## AVAILABLE DATA
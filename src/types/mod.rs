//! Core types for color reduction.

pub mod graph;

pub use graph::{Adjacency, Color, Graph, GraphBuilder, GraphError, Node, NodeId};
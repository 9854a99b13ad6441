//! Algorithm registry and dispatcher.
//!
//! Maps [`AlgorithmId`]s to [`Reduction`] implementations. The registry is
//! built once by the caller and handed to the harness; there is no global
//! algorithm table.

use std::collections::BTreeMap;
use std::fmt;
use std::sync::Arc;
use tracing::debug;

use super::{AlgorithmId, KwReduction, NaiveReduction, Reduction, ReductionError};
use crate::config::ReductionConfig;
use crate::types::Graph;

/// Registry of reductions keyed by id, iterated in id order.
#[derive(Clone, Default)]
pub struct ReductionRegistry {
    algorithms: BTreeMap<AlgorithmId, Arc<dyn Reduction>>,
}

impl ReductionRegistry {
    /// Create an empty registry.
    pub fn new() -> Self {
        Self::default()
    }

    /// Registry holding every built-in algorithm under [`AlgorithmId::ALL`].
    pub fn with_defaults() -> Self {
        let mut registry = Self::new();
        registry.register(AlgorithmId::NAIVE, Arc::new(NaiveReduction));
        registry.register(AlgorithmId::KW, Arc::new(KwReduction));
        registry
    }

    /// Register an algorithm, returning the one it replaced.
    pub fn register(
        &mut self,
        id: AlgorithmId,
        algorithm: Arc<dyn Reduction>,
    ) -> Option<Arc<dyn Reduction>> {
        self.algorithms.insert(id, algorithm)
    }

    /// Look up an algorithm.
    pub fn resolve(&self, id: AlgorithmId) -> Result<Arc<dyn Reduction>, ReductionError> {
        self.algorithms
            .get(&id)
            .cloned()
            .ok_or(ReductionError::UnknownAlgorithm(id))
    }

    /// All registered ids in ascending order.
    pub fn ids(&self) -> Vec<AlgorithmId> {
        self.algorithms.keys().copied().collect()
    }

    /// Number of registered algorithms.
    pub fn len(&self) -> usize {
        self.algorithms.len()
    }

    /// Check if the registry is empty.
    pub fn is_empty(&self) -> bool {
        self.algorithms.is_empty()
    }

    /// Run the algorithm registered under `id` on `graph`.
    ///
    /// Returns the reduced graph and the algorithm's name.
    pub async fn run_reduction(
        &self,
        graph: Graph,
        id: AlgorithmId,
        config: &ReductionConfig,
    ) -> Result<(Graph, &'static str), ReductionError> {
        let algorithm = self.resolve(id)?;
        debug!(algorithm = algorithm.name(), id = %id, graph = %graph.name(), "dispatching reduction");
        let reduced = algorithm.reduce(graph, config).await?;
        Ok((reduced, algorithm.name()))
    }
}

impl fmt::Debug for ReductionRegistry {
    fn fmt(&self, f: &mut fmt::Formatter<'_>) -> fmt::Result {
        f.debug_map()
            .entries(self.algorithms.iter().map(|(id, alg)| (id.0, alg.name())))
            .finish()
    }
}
...
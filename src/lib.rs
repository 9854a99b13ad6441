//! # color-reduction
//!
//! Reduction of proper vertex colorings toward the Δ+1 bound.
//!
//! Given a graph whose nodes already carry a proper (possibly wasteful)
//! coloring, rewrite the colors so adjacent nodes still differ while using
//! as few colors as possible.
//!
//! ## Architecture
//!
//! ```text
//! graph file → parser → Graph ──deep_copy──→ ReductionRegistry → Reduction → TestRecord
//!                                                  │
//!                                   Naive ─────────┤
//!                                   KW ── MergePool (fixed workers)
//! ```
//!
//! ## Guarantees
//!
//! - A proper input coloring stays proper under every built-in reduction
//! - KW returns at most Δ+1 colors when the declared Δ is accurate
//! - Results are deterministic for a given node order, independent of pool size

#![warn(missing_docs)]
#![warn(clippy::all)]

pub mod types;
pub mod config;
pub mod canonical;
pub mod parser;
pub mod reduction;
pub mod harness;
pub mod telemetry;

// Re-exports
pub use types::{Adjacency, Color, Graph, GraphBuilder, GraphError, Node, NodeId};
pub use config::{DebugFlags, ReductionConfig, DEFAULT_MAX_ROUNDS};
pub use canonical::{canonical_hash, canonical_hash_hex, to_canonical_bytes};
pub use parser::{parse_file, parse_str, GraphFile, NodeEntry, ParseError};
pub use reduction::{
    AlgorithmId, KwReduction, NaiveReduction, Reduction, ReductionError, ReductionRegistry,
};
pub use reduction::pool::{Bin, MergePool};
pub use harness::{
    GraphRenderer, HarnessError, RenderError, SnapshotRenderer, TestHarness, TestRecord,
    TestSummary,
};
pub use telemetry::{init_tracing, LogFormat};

## EXERCISE INSTRUCTIONS
With the data above as the source, tally the lines that include the string "algorithms", and give that figure alone.

## SOLUTION BELOW
8